After 30 minutes of journey, the car stopped at the Bosnian border. The police opened the van and said to all people to come out either individually or in pairs. Then, the officers physically attacked them by batons and kicks while pushing them back to Bosnia, including Khalid, who is 64 years old:

“They told us to go one by one or two by two, and they beat us. When they opened the car, Salah was still vomiting, and they saw him vomiting and they started beating him. They hit him into his arm … when they told me to come out of the car, they asked me: “Where are you from?”, and I said to them: “I am from Syria”. He answered: “What is the matter with Syria?!”, and started beating, beating, beating and after, he told me: “Go!”. Ok, so when I started walking I had pass all of them, 9 police men, while they were all attacking me by batons” (Mahmoud).

“They [the police] threw a water on me and Salah, with bottle of the water on our heads and after, they beat us with sticks [batons]. They put my shoes on my chest and head and said very hard words to me. I fell, and they kept beating me although I was on the ground. I was rolling, and they kept beating me” (Abu).

All were trying to run away while they were being beaten, but in a remote forest location in the dark night, they struggled to find the way out. Abu told me that they lost their bags when they were trying to escape. When the police finished beating all of them and they could hear them driving away from the point of their deportation, all started searching for each other and for their bags. Mahmoud told me that later, when they were walking from the place where they got deported, they found many broken phones and cut chargers on the way from the previous deportations of other people in the same place. Abu also said to me that that they could hear scream of other people from far away who were also being deported and attacked by the police in the same night:

“When we found each other, they [police] brought other persons to the same point and we could hear their voices. We could hear screaming like a hell. We were very afraid because we could hear lots of crying from far away. The kids were very afraid. We could hear lots of crying noises” (Mahmoud).
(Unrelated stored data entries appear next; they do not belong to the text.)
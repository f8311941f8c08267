//! Optional backup module (§6 "Optional Modules": "Preflight-only modules
//! (memory/graph/scheduler/backup)"). Unlike memory/graph/scheduler —
//! which are out of scope beyond the preflight hooks in
//! [`crate::resource_governor`] — backup has an explicit wire format in
//! §6: `backups/backup-<t>/manifest.json` plus copied subtrees. This
//! module is the only optional module that gets real read/write
//! operations; the control plane only wires it in when `[backup].enabled`.

use std::path::{Path, PathBuf};

use anyhow::{Context, Result};
use chrono::{DateTime, Utc};
use serde::{Deserialize, Serialize};
use tracing::info;

use crate::error::GatewayError;

/// Top-level directories copied verbatim into (and restored from) a
/// backup snapshot. `sessions` carries the durable session store
/// (transcripts, full-logs, index, lock files are skipped since they're
/// re-created on demand); `auth-profiles.json` and `config.toml` live
/// directly under `data_dir`.
const BACKUP_SUBTREES: &[&str] = &["sessions", "subagents"];
const BACKUP_FILES: &[&str] = &["auth-profiles.json", "config.toml"];

#[derive(Debug, Clone, Serialize, Deserialize)]
pub struct BackupManifest {
    pub version: u32,
    pub id: String,
    #[serde(rename = "createdAt")]
    pub created_at: DateTime<Utc>,
    pub subtrees: Vec<String>,
    pub files: Vec<String>,
}

#[derive(Debug, Clone, Serialize)]
pub struct BackupSummary {
    pub id: String,
    #[serde(rename = "createdAt")]
    pub created_at: DateTime<Utc>,
    pub path: String,
}

/// Copies the workspace's durable state into (and back out of)
/// `<data_dir>/backups/backup-<timestamp>/`, alongside a `manifest.json`
/// recording exactly what was captured.
pub struct BackupManager {
    data_dir: PathBuf,
    backups_dir: PathBuf,
}

impl BackupManager {
    pub fn new(data_dir: PathBuf) -> Self {
        Self {
            backups_dir: data_dir.join("backups"),
            data_dir,
        }
    }

    fn backup_dir(&self, id: &str) -> PathBuf {
        self.backups_dir.join(id)
    }

    /// Snapshot the workspace's durable state. Returns the new backup's
    /// id (`backup-<millis>`) and location.
    pub async fn create(&self) -> Result<BackupSummary> {
        let id = format!("backup-{}", Utc::now().timestamp_millis());
        let dest = self.backup_dir(&id);
        tokio::fs::create_dir_all(&dest)
            .await
            .with_context(|| format!("failed to create backup directory {}", dest.display()))?;

        let mut copied_subtrees = Vec::new();
        for subtree in BACKUP_SUBTREES {
            let src = self.data_dir.join(subtree);
            if !tokio::fs::try_exists(&src).await.unwrap_or(false) {
                continue;
            }
            copy_dir_recursive(&src, &dest.join(subtree)).await?;
            copied_subtrees.push(subtree.to_string());
        }

        let mut copied_files = Vec::new();
        for file in BACKUP_FILES {
            let src = self.data_dir.join(file);
            if !tokio::fs::try_exists(&src).await.unwrap_or(false) {
                continue;
            }
            tokio::fs::copy(&src, dest.join(file))
                .await
                .with_context(|| format!("failed to copy {file} into backup"))?;
            copied_files.push(file.to_string());
        }

        let manifest = BackupManifest {
            version: 1,
            id: id.clone(),
            created_at: Utc::now(),
            subtrees: copied_subtrees,
            files: copied_files,
        };
        let manifest_bytes = serde_json::to_vec_pretty(&manifest)?;
        crate::storage::atomic::write(&dest.join("manifest.json"), &manifest_bytes).await?;

        info!(backup_id = %id, "created backup snapshot");
        Ok(BackupSummary {
            id,
            created_at: manifest.created_at,
            path: dest.display().to_string(),
        })
    }

    /// List available backups, newest first.
    pub async fn list(&self) -> Result<Vec<BackupSummary>> {
        let mut out = Vec::new();
        let mut dir = match tokio::fs::read_dir(&self.backups_dir).await {
            Ok(d) => d,
            Err(e) if e.kind() == std::io::ErrorKind::NotFound => return Ok(out),
            Err(e) => return Err(e.into()),
        };
        while let Some(entry) = dir.next_entry().await? {
            let manifest_path = entry.path().join("manifest.json");
            let Ok(raw) = tokio::fs::read_to_string(&manifest_path).await else {
                continue;
            };
            let Ok(manifest) = serde_json::from_str::<BackupManifest>(&raw) else {
                continue;
            };
            out.push(BackupSummary {
                id: manifest.id,
                created_at: manifest.created_at,
                path: entry.path().display().to_string(),
            });
        }
        out.sort_by(|a, b| b.created_at.cmp(&a.created_at));
        Ok(out)
    }

    /// Restore a previously created backup over the live workspace state.
    /// Subtrees and files absent from the manifest are left untouched;
    /// this only overwrites what the backup actually captured.
    pub async fn restore(&self, id: &str) -> Result<()> {
        let src = self.backup_dir(id);
        let manifest_path = src.join("manifest.json");
        let raw = tokio::fs::read_to_string(&manifest_path)
            .await
            .map_err(|_| GatewayError::NotFound(format!("backup {id}")))?;
        let manifest: BackupManifest =
            serde_json::from_str(&raw).context("corrupt backup manifest")?;

        for subtree in &manifest.subtrees {
            let from = src.join(subtree);
            let to = self.data_dir.join(subtree);
            if tokio::fs::try_exists(&to).await.unwrap_or(false) {
                tokio::fs::remove_dir_all(&to).await.ok();
            }
            copy_dir_recursive(&from, &to).await?;
        }
        for file in &manifest.files {
            let from = src.join(file);
            let to = self.data_dir.join(file);
            tokio::fs::copy(&from, &to)
                .await
                .with_context(|| format!("failed to restore {file} from backup {id}"))?;
        }

        info!(backup_id = %id, "restored backup snapshot");
        Ok(())
    }
}

fn copy_dir_recursive<'a>(
    from: &'a Path,
    to: &'a Path,
) -> std::pin::Pin<Box<dyn std::future::Future<Output = Result<()>> + Send + 'a>> {
    Box::pin(async move {
        tokio::fs::create_dir_all(to).await?;
        let mut entries = tokio::fs::read_dir(from).await?;
        while let Some(entry) = entries.next_entry().await? {
            let file_type = entry.file_type().await?;
            let dest = to.join(entry.file_name());
            if file_type.is_dir() {
                copy_dir_recursive(&entry.path(), &dest).await?;
            } else if file_type.is_file() {
                tokio::fs::copy(entry.path(), &dest).await?;
            }
        }
        Ok(())
    })
}

#[cfg(test)]
mod tests {
    use super::*;
    use tempfile::TempDir;

    async fn seed_workspace(data_dir: &Path) {
        tokio::fs::create_dir_all(data_dir.join("sessions")).await.unwrap();
        tokio::fs::write(data_dir.join("sessions").join("alpha.jsonl"), b"{}\n")
            .await
            .unwrap();
        tokio::fs::write(data_dir.join("auth-profiles.json"), b"{}")
            .await
            .unwrap();
    }

    #[tokio::test]
    async fn create_backup_copies_sessions_and_writes_manifest() {
        let dir = TempDir::new().unwrap();
        seed_workspace(dir.path()).await;
        let mgr = BackupManager::new(dir.path().to_path_buf());

        let summary = mgr.create().await.unwrap();
        let manifest_path = PathBuf::from(&summary.path).join("manifest.json");
        assert!(manifest_path.exists());
        let copied = PathBuf::from(&summary.path).join("sessions").join("alpha.jsonl");
        assert!(copied.exists());
    }

    #[tokio::test]
    async fn restore_overwrites_sessions_from_backup() {
        let dir = TempDir::new().unwrap();
        seed_workspace(dir.path()).await;
        let mgr = BackupManager::new(dir.path().to_path_buf());
        let summary = mgr.create().await.unwrap();

        tokio::fs::write(dir.path().join("sessions").join("alpha.jsonl"), b"{\"mutated\":true}\n")
            .await
            .unwrap();
        tokio::fs::write(dir.path().join("sessions").join("beta.jsonl"), b"{}\n")
            .await
            .unwrap();

        mgr.restore(&summary.id).await.unwrap();

        let restored = tokio::fs::read(dir.path().join("sessions").join("alpha.jsonl"))
            .await
            .unwrap();
        assert_eq!(restored, b"{}\n");
        assert!(!dir.path().join("sessions").join("beta.jsonl").exists());
    }

    #[tokio::test]
    async fn list_reports_newest_first() {
        let dir = TempDir::new().unwrap();
        seed_workspace(dir.path()).await;
        let mgr = BackupManager::new(dir.path().to_path_buf());
        let first = mgr.create().await.unwrap();
        tokio::time::sleep(std::time::Duration::from_millis(5)).await;
        let second = mgr.create().await.unwrap();

        let list = mgr.list().await.unwrap();
        assert_eq!(list.len(), 2);
        assert_eq!(list[0].id, second.id);
        assert_eq!(list[1].id, first.id);
    }
}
Abu remembered the registration number of the police car in which they were deported to the Bosnian border: HR (CROATIAN FLAG) ZG 156. The men described the police officers in the following way: “There was one big, 1,95 meters or something. One fat guy, he could be forty years old, he was the boss. There was also a young female police officer.”


Khalil, a 64-years old man, has broken finger caused by the attack, push and kicks, by the police officers. Others have scratches and bruises around their body (back, arms, legs) caused by the physical attack by kicks and batons (viz. photos of injuries below). Saad keeps vomiting blood and currently waiting for a medical investigation in a hospital whether he has an internal injury caused by the kicks into his body.